Lawyers generally have a good working knowledge on how and when to attack a will based on testamentary undue influence. Less known is how and when to attack a will based on testamentary fraud, a sister doctrine. The following sets out the basic law on point:
Testamentary undue influence is typically thought of in terms of coercion. There is good reason for that. Dozens of cases have stated that conduct must amount to coercion if it is to amount to testamentary undue influence. Yet there are also abundant comments in the same cases and others that open the door to characterize testamentary fraud as a second type of conduct that can amount to undue influence. Coercion forces a person to do something against his or her will. Fraud operates differently. Testamentary fraud is an effort to fool a person into believing a false state of affairs that is then instrumental in causing that person to make a testamentary gift that otherwise would not have been made. As indicated earlier, persuasion is permitted, but persuasion is not permitted when it is mounted on a foundation of deliberate lies. Testamentary undue influence by coercion is difficult to establish. It is often pled but rarely proved as the facts rarely sustain it. Undue influence by fraud will be more easily sustained. Isolation, falsehood, and ingratiation are a common recipe employed by predatory family and peers in a bid to subvert a vulnerable person’s property at death.

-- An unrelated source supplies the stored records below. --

//! Bus Events
//!
//! The two event envelopes carried by the event bus. Both are immutable once
//! constructed: a session builds them, the consumer reads them.

use super::market::{TickerPayload, WatcherPayload};

/// One decoded trade or price update from an exchange.
#[derive(Debug, Clone, PartialEq, Eq)]
pub struct TickerEvent {
    exchange_name: String,
    payload: TickerPayload,
}

impl TickerEvent {
    /// Create a new ticker event.
    #[must_use]
    pub fn new(exchange_name: impl Into<String>, payload: TickerPayload) -> Self {
        Self {
            exchange_name: exchange_name.into(),
            payload,
        }
    }

    /// Name of the exchange that produced the event.
    #[must_use]
    pub fn exchange_name(&self) -> &str {
        &self.exchange_name
    }

    /// The decoded payload.
    #[must_use]
    pub const fn payload(&self) -> &TickerPayload {
        &self.payload
    }

    /// Consume the event and return its payload.
    #[must_use]
    pub fn into_payload(self) -> TickerPayload {
        self.payload
    }
}

/// One decoded non-trade update (order book, account, orders).
#[derive(Debug, Clone, PartialEq, Eq)]
pub struct WatcherEvent {
    exchange_name: String,
    payload: WatcherPayload,
}

impl WatcherEvent {
    /// Create a new watcher event.
    #[must_use]
    pub fn new(exchange_name: impl Into<String>, payload: WatcherPayload) -> Self {
        Self {
            exchange_name: exchange_name.into(),
            payload,
        }
    }

    /// Name of the exchange that produced the event.
    #[must_use]
    pub fn exchange_name(&self) -> &str {
        &self.exchange_name
    }

    /// The decoded payload.
    #[must_use]
    pub const fn payload(&self) -> &WatcherPayload {
        &self.payload
    }

    /// Consume the event and return its payload.
    #[must_use]
    pub fn into_payload(self) -> WatcherPayload {
        self.payload
    }
}
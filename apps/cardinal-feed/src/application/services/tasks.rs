//! Background Task Accounting
//!
//! Counts the tasks a session has spawned that are still alive. The count
//! drops when a task finishes, panics or is aborted, so it doubles as a
//! leak probe for shutdown paths.

use std::future::Future;
use std::sync::Arc;
use std::sync::atomic::{AtomicUsize, Ordering};

use tokio::task::JoinHandle;

/// Shared counter of live background tasks.
#[derive(Debug, Clone, Default)]
pub struct TaskCounter {
    active: Arc<AtomicUsize>,
}

impl TaskCounter {
    /// Create a counter with no live tasks.
    #[must_use]
    pub fn new() -> Self {
        Self::default()
    }

    /// Number of tracked tasks still alive.
    #[must_use]
    pub fn active(&self) -> usize {
        self.active.load(Ordering::SeqCst)
    }

    /// Spawn `future` on the runtime and track it until it completes.
    pub fn spawn<F>(&self, future: F) -> JoinHandle<F::Output>
    where
        F: Future + Send + 'static,
        F::Output: Send + 'static,
    {
        let guard = self.track();
        tokio::spawn(async move {
            let _guard = guard;
            future.await
        })
    }

    fn track(&self) -> TaskGuard {
        self.active.fetch_add(1, Ordering::SeqCst);
        TaskGuard {
            active: Arc::clone(&self.active),
        }
    }
}

struct TaskGuard {
    active: Arc<AtomicUsize>,
}

impl Drop for TaskGuard {
    fn drop(&mut self) {
        self.active.fetch_sub(1, Ordering::SeqCst);
    }
}

#[cfg(test)]
mod tests {
    use std::time::Duration;

    use super::*;

    #[tokio::test]
    async fn counts_until_completion() {
        let counter = TaskCounter::new();
        let (tx, rx) = tokio::sync::oneshot::channel::<()>();

        let handle = counter.spawn(async move {
            let _ = rx.await;
        });
        assert_eq!(counter.active(), 1);

        tx.send(()).unwrap();
        handle.await.unwrap();
        assert_eq!(counter.active(), 0);
    }

    #[tokio::test]
    async fn aborted_task_is_released() {
        let counter = TaskCounter::new();
        let handle = counter.spawn(tokio::time::sleep(Duration::from_secs(60)));
        assert_eq!(counter.active(), 1);

        handle.abort();
        let _ = handle.await;
        assert_eq!(counter.active(), 0);
    }
}
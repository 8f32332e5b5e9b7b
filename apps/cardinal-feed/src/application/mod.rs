//! Application Layer - Ports and session services.
//!
//! The session state machine and listen key lifecycle live here, written
//! against the port traits so they can be driven by any exchange adapter.

/// Port interfaces for transports, listen key sources and frame protocols.
pub mod ports;

/// Stream session and listen key services.
pub mod services;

Early English cases made it clear that fraud could be used to attack wills based on those types of fact situations and that testamentary fraud was a variant of testamentary undue influence.
Some Canadian cases have followed suit. This type of attack is under-utilized, perhaps because it is easily confused with its equitable counterparts:
It is important to recognize and maintain the distinction, alluded to earlier, between the use of the word “fraud” at common law and the use of the same word in equity. Common law fraud involves falsehood that is intentional. Equitable fraud also applies where intentional falsehood is involved, thereby covering some of the same ground, but extends more broadly to any breach of equitable duty. The fraud under consideration here and applicable to wills is common law fraud, not equitable fraud. Equitable fraud does not apply when the court is deciding whether to admit a will to probate.
Equitable fraud is cast so broadly that it applies to any inter vivos transaction that proceeds in breach of any equitable duty imposed by the Court of Chancery. It applies to gifts and other inter vivos wealth transfer transactions, but has no application to wills and other testamentary ones.